§ **EXCERPTED RECORDS**:
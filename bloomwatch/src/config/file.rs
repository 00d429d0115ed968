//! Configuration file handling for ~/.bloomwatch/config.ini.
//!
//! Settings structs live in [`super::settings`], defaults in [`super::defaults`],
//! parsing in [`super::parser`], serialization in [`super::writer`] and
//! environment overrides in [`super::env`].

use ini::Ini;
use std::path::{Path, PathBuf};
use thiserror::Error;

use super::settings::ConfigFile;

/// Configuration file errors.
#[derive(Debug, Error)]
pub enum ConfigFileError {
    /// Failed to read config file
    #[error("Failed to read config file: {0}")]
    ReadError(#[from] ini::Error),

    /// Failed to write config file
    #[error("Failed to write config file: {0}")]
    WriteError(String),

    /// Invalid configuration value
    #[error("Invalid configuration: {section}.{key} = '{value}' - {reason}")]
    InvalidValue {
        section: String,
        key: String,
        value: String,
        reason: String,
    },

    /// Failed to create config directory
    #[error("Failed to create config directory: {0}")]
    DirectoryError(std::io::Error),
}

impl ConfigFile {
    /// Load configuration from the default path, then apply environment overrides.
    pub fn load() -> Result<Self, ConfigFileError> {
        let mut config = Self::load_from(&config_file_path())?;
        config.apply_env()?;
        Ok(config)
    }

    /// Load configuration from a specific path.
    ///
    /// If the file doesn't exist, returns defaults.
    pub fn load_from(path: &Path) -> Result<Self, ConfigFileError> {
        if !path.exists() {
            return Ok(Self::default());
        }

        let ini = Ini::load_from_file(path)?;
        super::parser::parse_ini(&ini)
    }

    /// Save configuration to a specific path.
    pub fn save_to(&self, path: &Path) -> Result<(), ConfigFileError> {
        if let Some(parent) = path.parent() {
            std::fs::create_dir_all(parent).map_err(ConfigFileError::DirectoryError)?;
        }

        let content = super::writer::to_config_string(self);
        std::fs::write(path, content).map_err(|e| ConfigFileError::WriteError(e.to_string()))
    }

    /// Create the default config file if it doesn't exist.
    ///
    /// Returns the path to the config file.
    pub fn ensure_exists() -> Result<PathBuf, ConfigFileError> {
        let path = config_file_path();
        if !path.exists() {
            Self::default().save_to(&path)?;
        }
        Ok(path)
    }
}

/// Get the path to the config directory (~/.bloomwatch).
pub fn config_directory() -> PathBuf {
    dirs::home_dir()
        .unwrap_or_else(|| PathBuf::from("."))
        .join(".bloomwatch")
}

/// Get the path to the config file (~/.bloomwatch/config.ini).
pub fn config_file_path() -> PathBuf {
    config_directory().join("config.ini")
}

§ **TRY IT**:
The requested lines run from the one with "let path = config_file_path();" through the last line of the records. Return them exactly.

§ **EXERCISE SOLUTION**:
        let path = config_file_path();
        if !path.exists() {
            Self::default().save_to(&path)?;
        }
        Ok(path)
    }
}

/// Get the path to the config directory (~/.bloomwatch).
pub fn config_directory() -> PathBuf {
    dirs::home_dir()
        .unwrap_or_else(|| PathBuf::from("."))
        .join(".bloomwatch")
}

/// Get the path to the config file (~/.bloomwatch/config.ini).
pub fn config_file_path() -> PathBuf {
    config_directory().join("config.ini")
}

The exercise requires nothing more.